Per i saluti istituzionali sono intervenuti: Sandro Boato, Presidente Collegio Ingegneri Venezia; Maurizio Pozzato e Francesca Domeneghetti, Vice Presidenti dell’Ordine; Flavio Zanchettin, Presidente Fondazione Ingegneri Veneziani; Consiglieri CNI Carla Cappiello, da remoto, e/o Alberto Romagnoli, in presenza; il Presidente della 1^ Commissione Consiliare della Regione Veneto e delegato del Presidente Alberto Stefani; Elisa Venturini, Assessore Regionale all’Ambiente e l’Assessore Comunale all’Urbanistica e Ambiente del Comune di Venezia.
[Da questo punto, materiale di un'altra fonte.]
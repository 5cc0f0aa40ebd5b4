//! Free-text command parsing and handling.
//!
//! Commands arrive from the messaging gateway as plain chat text.
//! Everything here is stateless request/response except `/subscribe`
//! and `/unsubscribe`, which mutate the subscription store only —
//! already-pending alerts for a previous area are deliberately left
//! alone (the scheduler exposes `cancel_user` for deployments that
//! want the stricter behavior).

use tracing::warn;

use crate::state::AppState;

/// A parsed inbound command.
#[derive(Debug, Clone, PartialEq, Eq)]
pub enum Command {
    /// `/search <query>` — fuzzy-match area names.
    Search(String),
    /// `/listareas` — list every known area.
    ListAreas,
    /// `/loadshedding <area>` — show the area's current outage windows.
    Schedule(String),
    /// `/subscribe <area>` — alert this user before outages in the area.
    Subscribe(String),
    /// `/unsubscribe` — stop alerting this user.
    Unsubscribe,
    /// `/help` or anything starting with `/` we don't know.
    Help,
}

/// Parse a chat message. Returns `None` for ordinary chatter that
/// isn't addressed to the bot at all.
pub fn parse(text: &str) -> Option<Command> {
    let text = text.trim();
    if !text.starts_with('/') {
        return None;
    }
    let mut parts = text.splitn(2, char::is_whitespace);
    let verb = parts.next().unwrap_or_default().to_lowercase();
    let arg = parts.next().map(|s| s.trim().to_string()).filter(|s| !s.is_empty());

    let command = match (verb.as_str(), arg) {
        ("/search", Some(q)) => Command::Search(q),
        ("/listareas", _) => Command::ListAreas,
        ("/loadshedding", Some(area)) => Command::Schedule(area),
        ("/subscribe", Some(area)) => Command::Subscribe(area),
        ("/unsubscribe", _) => Command::Unsubscribe,
        _ => Command::Help,
    };
    Some(command)
}

const HELP_TEXT: &str = "Commands:\n\
/search <query> — find your area name\n\
/listareas — list all known areas\n\
/loadshedding <area> — show the schedule for an area\n\
/subscribe <area> — get alerted one hour before outages\n\
/unsubscribe — stop alerts";

/// Execute a command on behalf of `from` and produce the reply text.
pub async fn handle(command: Command, from: &str, state: &AppState) -> String {
    match command {
        Command::Search(query) => match state.source.fuzzy_search(&query).await {
            Ok(areas) if areas.is_empty() => format!("No areas matched '{}'.", query),
            Ok(areas) => format!("Areas matching '{}':\n{}", query, areas.join("\n")),
            Err(e) => source_down(&e),
        },
        Command::ListAreas => match state.source.list_areas().await {
            Ok(areas) if areas.is_empty() => "No areas are known right now.".to_string(),
            Ok(areas) => format!("Known areas:\n{}", areas.join("\n")),
            Err(e) => source_down(&e),
        },
        Command::Schedule(area) => match state.source.fetch_windows(&area).await {
            Ok(windows) if windows.is_empty() => {
                format!("No load shedding currently scheduled for {}.", area)
            }
            Ok(windows) => {
                let lines: Vec<String> = windows
                    .iter()
                    .map(|w| {
                        format!(
                            "{} — {}",
                            w.start.format("%a %d %b %H:%M"),
                            w.end.format("%H:%M UTC")
                        )
                    })
                    .collect();
                format!("Load shedding for {}:\n{}", area, lines.join("\n"))
            }
            Err(e) => source_down(&e),
        },
        Command::Subscribe(area) => match state.subscriptions.set(from, &area).await {
            Ok(()) => format!(
                "Subscribed to {}. You'll get a text before each outage window.",
                area
            ),
            Err(e) => {
                warn!(user = from, error = %e, "subscribe failed");
                "Could not save your subscription, please try again.".to_string()
            }
        },
        Command::Unsubscribe => match state.subscriptions.remove(from).await {
            Ok(true) => "Unsubscribed. No more alerts.".to_string(),
            Ok(false) => "You weren't subscribed to anything.".to_string(),
            Err(e) => {
                warn!(user = from, error = %e, "unsubscribe failed");
                "Could not remove your subscription, please try again.".to_string()
            }
        },
        Command::Help => HELP_TEXT.to_string(),
    }
}

fn source_down(error: &shed_source::SourceError) -> String {
    warn!(error = %error, "command failed against outage source");
    "The outage data service is unavailable right now, please try again later.".to_string()
}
Nel corso dell’evento sono intervenuti i partner tecnici Ivan Abate Giovanni di Edison, Marco Polesello di Mapei, Catia Grossi di iGuzzini e Antonio Nascimbeni di Howden con contributi dedicati a energia, innovazione, materiali, illuminazione e responsabilità professionale.

La mostra del Centenario è aperta fino al 24 maggio all’M9 di Mestre in Sala Radici. L’esposizione itinerante si sposterà poi alla Chiesetta di San Martino di Chioggia dal 29 al 31 maggio e dal 5 al 7 giugno proseguirà al Palazzo della Bonifica di San Donà di Piave. Tutte le mostre sono aperte con orario 10:00-18:00, ingresso libero, catalogo online gratuito sul sito www.ordineingegnerivenezia.org.